--- Dataset ---

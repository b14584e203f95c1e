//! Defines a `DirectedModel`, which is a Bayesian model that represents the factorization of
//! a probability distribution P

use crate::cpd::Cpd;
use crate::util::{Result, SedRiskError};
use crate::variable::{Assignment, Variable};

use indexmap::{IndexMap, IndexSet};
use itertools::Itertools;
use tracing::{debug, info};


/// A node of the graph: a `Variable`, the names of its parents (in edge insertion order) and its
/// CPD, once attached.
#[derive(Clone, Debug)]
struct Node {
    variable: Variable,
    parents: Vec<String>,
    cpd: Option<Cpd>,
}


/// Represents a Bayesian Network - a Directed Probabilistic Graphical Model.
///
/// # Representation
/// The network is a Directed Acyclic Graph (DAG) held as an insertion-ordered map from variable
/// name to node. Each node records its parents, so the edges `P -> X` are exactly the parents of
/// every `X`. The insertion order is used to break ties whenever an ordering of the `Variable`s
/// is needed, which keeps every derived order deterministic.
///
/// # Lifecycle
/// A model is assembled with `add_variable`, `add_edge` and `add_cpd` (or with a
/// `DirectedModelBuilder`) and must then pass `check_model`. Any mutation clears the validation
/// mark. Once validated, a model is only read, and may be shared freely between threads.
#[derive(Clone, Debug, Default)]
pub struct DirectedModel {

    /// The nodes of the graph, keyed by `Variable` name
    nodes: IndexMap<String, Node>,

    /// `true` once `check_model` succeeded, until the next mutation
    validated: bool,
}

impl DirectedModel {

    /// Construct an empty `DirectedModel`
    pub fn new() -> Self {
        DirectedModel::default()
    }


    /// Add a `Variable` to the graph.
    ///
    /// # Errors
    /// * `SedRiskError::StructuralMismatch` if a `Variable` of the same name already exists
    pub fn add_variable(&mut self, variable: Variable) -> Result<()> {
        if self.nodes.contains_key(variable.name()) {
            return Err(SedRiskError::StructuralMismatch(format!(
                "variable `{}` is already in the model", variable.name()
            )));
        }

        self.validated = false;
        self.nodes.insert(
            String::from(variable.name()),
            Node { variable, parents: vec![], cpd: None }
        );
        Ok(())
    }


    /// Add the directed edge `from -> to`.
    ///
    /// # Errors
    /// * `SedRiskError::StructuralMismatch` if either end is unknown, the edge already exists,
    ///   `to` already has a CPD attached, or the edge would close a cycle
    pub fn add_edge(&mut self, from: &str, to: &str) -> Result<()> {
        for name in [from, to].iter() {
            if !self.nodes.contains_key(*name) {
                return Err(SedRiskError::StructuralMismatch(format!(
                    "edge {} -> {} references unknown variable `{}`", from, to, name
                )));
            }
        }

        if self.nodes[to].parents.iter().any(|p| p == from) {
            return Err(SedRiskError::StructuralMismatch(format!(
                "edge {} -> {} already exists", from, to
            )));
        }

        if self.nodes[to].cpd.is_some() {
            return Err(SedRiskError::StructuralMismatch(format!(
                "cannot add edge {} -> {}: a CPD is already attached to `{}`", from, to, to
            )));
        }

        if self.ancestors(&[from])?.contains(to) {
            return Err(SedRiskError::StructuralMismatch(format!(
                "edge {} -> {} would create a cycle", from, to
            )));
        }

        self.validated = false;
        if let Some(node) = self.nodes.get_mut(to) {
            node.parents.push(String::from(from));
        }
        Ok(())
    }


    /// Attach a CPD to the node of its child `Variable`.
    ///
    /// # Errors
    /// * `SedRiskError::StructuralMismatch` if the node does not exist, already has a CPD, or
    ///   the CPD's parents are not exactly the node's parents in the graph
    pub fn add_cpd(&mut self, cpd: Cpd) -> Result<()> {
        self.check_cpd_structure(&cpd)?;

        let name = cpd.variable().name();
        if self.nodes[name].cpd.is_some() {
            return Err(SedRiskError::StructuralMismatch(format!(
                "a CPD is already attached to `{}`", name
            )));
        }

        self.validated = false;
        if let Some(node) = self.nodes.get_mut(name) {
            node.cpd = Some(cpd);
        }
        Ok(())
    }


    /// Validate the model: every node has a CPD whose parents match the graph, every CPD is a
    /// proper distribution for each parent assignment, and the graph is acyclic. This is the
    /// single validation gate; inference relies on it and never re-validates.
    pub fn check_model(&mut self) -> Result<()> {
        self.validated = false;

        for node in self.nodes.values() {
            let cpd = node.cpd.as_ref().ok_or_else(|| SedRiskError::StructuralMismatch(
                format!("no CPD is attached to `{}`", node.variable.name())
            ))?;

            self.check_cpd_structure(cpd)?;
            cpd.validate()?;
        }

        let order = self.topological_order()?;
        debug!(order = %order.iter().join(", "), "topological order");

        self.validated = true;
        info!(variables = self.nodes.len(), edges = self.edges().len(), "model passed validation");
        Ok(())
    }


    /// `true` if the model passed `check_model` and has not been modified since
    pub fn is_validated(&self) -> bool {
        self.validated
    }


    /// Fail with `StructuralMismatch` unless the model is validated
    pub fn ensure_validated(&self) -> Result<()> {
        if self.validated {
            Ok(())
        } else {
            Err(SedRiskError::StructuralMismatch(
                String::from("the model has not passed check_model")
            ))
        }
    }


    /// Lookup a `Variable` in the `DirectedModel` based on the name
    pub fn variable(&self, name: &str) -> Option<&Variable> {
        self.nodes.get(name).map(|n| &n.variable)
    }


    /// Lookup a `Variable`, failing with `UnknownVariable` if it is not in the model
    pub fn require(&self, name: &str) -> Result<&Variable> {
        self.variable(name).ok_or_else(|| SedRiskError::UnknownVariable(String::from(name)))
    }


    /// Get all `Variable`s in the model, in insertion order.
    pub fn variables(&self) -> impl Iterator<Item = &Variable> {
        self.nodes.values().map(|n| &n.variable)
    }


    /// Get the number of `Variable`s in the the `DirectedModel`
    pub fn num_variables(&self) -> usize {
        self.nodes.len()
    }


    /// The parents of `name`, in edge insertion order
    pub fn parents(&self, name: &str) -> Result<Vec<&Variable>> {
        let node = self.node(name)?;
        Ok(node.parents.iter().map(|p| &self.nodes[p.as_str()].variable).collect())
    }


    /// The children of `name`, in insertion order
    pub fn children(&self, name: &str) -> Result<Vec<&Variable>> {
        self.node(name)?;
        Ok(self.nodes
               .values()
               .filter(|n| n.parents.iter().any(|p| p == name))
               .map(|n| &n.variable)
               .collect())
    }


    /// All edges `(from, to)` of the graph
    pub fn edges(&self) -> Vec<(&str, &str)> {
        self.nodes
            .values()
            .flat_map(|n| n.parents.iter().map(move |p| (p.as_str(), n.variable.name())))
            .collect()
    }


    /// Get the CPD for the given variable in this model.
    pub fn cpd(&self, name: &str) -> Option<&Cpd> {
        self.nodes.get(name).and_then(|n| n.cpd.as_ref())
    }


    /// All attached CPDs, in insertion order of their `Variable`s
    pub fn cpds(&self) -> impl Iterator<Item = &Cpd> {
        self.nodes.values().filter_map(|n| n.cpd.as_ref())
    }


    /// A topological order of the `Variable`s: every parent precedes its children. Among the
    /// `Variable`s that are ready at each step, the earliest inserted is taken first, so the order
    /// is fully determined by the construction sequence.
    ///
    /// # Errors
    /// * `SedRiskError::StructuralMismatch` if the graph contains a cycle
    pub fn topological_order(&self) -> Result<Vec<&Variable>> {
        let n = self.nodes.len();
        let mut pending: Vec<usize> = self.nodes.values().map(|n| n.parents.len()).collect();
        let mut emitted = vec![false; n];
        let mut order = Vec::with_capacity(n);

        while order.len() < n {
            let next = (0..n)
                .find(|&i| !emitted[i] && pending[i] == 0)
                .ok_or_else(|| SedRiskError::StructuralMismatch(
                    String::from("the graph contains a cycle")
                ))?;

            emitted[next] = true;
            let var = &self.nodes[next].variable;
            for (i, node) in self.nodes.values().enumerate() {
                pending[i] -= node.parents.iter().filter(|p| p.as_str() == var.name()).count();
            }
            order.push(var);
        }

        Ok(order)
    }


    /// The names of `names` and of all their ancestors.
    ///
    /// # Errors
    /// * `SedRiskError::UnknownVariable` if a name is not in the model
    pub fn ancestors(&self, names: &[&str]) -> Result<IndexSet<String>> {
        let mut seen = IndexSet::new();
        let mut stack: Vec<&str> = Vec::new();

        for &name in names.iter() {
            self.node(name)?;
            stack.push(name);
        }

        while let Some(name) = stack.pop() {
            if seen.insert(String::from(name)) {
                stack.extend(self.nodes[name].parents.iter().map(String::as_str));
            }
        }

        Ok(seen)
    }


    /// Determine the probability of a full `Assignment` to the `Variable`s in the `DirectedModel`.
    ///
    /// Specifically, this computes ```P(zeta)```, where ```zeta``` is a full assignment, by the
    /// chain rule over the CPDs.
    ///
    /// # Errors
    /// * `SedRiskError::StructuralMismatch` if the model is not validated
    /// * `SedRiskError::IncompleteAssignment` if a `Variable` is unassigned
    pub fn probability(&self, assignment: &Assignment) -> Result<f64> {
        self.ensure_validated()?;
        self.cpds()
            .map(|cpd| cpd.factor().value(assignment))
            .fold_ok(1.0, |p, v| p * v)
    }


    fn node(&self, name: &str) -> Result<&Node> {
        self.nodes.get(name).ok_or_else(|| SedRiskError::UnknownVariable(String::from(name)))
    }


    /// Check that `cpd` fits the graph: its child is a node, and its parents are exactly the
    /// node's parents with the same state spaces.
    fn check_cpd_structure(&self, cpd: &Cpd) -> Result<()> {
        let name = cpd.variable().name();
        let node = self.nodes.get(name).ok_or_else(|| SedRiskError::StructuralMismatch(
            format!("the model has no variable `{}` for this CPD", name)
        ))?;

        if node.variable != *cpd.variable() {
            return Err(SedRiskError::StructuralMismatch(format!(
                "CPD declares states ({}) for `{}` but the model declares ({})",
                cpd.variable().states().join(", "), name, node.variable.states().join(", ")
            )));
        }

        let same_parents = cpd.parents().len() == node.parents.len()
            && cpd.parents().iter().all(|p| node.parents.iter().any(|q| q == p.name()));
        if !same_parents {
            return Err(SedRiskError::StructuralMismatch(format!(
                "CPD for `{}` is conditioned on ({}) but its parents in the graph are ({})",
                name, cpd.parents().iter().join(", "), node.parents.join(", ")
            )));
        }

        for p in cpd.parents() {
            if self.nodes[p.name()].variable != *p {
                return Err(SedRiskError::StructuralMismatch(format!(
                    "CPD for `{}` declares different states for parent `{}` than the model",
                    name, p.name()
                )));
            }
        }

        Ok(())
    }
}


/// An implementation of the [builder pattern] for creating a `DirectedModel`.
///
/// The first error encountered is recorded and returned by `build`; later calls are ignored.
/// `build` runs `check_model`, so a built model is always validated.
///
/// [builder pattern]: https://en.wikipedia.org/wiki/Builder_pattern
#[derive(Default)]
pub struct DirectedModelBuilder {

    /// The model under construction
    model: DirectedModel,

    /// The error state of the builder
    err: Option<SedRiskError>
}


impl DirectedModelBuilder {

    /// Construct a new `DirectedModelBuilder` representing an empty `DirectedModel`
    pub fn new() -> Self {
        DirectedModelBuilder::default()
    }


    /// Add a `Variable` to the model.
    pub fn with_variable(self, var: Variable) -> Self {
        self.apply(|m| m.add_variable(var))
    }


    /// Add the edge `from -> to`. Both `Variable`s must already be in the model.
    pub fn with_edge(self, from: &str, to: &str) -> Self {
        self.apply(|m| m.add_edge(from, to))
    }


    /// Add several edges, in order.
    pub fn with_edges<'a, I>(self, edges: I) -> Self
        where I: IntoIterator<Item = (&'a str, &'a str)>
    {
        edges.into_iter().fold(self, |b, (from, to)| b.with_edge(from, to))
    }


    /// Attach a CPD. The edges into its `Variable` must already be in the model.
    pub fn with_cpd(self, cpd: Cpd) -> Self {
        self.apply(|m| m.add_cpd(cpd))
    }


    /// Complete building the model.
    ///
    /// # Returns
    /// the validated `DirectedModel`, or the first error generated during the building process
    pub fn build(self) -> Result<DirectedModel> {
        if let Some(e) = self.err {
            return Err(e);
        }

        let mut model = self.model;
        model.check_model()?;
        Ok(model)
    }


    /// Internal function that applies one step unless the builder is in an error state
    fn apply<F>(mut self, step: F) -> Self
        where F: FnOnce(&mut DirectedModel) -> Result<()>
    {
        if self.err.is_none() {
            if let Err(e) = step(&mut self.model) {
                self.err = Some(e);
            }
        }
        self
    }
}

---
--- Dataset ---

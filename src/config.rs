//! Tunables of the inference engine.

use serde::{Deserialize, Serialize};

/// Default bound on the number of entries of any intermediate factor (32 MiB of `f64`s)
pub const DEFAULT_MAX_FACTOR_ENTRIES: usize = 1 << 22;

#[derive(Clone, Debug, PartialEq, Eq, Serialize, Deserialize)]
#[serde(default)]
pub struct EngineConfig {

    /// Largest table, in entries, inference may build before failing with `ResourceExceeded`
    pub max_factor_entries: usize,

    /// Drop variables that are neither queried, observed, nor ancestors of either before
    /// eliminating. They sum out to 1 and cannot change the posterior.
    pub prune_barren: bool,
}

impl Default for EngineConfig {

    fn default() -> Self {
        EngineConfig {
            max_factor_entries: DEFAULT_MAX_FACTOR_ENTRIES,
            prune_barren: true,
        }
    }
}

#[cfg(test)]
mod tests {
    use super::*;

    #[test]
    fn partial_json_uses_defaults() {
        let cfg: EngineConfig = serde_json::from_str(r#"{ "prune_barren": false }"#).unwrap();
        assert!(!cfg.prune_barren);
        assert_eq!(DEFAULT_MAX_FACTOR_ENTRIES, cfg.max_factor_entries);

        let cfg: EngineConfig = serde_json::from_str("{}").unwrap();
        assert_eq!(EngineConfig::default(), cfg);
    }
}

---
--- Dataset ---

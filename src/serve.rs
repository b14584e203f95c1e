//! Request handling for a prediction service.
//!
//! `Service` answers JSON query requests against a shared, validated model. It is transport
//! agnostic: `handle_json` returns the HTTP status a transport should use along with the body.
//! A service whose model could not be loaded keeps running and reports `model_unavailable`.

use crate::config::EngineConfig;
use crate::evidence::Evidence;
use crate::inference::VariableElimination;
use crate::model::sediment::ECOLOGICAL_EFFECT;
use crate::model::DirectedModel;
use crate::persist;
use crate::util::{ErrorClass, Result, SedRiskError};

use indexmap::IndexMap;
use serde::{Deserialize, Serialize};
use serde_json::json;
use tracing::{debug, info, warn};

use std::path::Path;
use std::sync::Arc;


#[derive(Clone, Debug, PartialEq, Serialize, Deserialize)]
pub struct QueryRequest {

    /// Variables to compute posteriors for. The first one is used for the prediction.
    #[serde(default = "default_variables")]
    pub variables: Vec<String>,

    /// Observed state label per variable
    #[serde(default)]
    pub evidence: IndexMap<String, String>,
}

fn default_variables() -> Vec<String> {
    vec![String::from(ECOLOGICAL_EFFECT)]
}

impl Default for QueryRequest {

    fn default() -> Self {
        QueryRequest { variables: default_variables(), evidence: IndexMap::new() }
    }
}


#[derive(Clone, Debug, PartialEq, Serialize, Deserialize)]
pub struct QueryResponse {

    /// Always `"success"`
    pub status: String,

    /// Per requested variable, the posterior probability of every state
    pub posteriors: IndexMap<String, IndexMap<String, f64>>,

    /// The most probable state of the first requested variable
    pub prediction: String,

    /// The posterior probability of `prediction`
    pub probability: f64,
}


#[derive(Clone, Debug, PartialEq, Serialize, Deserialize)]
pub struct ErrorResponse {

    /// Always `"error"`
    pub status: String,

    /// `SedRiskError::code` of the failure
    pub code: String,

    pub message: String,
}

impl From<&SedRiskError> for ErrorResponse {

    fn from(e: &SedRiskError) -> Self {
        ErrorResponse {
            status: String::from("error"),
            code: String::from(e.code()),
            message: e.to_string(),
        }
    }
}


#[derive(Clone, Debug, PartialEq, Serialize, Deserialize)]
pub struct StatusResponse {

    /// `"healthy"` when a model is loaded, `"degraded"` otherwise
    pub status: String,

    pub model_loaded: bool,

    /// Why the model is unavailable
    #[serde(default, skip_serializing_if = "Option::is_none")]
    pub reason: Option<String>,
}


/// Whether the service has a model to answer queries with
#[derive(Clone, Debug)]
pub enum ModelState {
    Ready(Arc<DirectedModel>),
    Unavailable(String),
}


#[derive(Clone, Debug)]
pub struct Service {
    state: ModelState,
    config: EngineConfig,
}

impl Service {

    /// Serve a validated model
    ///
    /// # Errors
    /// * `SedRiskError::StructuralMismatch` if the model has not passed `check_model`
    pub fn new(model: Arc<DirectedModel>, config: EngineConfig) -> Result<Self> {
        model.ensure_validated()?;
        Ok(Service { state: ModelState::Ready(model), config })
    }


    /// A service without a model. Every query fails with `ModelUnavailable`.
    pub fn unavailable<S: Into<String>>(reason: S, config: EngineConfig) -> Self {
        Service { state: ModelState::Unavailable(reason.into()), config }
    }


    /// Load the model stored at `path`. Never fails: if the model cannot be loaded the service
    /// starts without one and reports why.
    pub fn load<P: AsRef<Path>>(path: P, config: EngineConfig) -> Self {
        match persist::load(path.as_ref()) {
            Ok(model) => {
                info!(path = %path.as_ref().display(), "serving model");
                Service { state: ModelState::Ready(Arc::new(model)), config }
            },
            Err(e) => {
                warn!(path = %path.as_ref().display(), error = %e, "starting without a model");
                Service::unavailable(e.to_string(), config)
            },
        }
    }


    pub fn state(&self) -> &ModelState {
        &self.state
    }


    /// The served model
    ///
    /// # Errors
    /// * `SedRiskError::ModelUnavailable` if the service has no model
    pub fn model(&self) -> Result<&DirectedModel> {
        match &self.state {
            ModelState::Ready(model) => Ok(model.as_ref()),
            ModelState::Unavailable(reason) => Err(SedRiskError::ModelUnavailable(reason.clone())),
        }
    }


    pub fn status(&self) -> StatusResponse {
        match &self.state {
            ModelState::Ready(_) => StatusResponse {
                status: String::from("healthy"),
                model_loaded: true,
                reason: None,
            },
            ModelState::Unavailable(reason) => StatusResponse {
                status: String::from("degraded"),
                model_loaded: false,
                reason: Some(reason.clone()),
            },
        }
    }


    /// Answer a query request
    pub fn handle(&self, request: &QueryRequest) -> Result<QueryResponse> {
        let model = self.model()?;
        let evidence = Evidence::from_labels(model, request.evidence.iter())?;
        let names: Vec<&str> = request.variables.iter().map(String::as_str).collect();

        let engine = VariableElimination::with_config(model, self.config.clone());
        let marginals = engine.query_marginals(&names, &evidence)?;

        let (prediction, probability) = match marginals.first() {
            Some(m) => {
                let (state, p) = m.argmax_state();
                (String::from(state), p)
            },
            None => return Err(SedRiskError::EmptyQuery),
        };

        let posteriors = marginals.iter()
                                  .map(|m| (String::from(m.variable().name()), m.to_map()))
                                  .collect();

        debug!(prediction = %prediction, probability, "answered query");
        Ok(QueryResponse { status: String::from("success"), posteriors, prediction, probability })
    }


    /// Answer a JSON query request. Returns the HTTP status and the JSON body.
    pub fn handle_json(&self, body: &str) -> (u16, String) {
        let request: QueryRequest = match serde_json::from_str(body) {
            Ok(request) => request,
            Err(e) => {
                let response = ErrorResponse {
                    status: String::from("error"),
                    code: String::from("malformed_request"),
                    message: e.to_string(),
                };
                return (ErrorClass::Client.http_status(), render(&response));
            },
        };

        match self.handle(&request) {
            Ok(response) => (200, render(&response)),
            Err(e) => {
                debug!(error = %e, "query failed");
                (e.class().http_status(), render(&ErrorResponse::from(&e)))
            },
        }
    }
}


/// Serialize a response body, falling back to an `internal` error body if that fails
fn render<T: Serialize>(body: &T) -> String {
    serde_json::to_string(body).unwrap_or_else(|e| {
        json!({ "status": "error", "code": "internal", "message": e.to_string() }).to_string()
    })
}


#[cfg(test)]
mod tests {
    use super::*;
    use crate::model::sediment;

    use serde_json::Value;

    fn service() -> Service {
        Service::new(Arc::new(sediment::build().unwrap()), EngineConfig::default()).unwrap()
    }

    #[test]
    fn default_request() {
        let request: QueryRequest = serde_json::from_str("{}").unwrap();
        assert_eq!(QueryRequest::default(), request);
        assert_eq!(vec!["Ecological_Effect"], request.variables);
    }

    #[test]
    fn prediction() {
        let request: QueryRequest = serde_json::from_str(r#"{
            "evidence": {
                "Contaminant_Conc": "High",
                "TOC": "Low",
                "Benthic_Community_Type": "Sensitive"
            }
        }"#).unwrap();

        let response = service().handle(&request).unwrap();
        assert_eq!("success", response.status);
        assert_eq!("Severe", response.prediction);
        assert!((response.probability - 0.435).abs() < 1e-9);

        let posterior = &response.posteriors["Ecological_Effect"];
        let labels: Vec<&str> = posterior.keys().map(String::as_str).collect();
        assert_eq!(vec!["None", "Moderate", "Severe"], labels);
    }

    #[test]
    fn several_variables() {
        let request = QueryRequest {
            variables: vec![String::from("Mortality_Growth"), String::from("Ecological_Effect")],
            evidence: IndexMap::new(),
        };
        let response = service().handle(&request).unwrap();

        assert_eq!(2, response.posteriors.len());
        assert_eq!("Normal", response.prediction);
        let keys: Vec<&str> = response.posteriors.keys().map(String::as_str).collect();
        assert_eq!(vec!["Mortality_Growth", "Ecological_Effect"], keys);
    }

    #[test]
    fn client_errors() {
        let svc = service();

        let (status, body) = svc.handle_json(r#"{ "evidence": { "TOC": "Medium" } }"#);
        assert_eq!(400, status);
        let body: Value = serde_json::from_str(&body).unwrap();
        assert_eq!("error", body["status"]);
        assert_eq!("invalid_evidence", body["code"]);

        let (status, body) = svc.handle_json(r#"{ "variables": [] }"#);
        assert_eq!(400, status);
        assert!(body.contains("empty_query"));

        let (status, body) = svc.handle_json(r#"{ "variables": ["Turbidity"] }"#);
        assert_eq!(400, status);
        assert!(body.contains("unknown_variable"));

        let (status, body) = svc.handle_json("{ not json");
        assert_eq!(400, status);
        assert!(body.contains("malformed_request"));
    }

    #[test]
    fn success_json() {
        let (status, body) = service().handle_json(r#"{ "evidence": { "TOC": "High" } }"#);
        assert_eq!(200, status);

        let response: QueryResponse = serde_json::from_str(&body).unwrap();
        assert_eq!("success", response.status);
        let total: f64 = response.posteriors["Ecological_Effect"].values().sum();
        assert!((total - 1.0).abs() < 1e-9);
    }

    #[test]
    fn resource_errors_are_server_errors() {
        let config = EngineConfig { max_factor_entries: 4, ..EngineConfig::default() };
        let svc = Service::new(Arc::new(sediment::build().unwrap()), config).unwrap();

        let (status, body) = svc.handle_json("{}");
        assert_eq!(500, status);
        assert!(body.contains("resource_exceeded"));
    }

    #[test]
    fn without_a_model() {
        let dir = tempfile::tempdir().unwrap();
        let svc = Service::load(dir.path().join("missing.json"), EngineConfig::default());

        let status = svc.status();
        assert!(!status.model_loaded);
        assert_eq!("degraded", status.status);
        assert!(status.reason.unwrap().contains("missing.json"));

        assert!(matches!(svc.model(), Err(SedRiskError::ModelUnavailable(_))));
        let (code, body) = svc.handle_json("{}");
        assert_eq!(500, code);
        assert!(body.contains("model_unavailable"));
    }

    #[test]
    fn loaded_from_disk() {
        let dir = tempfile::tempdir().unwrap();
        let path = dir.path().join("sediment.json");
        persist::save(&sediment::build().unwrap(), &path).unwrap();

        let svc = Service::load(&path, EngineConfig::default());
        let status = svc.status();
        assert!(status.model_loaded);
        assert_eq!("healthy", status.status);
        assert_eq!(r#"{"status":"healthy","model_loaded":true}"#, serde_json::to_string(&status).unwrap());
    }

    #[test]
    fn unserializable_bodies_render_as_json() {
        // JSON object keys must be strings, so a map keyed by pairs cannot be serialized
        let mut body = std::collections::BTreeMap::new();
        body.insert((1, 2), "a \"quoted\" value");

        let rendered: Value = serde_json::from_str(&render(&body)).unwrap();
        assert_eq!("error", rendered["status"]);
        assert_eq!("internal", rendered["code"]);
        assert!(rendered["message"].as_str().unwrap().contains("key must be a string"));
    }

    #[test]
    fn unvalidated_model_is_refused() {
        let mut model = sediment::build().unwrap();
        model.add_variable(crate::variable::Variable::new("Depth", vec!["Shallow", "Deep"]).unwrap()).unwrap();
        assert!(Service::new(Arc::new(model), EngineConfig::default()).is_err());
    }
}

---

> **Requirement**
Return a word-for-word copy of the lines above from the one holding "pub fn handle(&self, request: &QueryRequest)" through the one holding "let names: Vec<&str>", with both of them included and nothing besides.

> **Response area**
    pub fn handle(&self, request: &QueryRequest) -> Result<QueryResponse> {
        let model = self.model()?;
        let evidence = Evidence::from_labels(model, request.evidence.iter())?;
        let names: Vec<&str> = request.variables.iter().map(String::as_str).collect();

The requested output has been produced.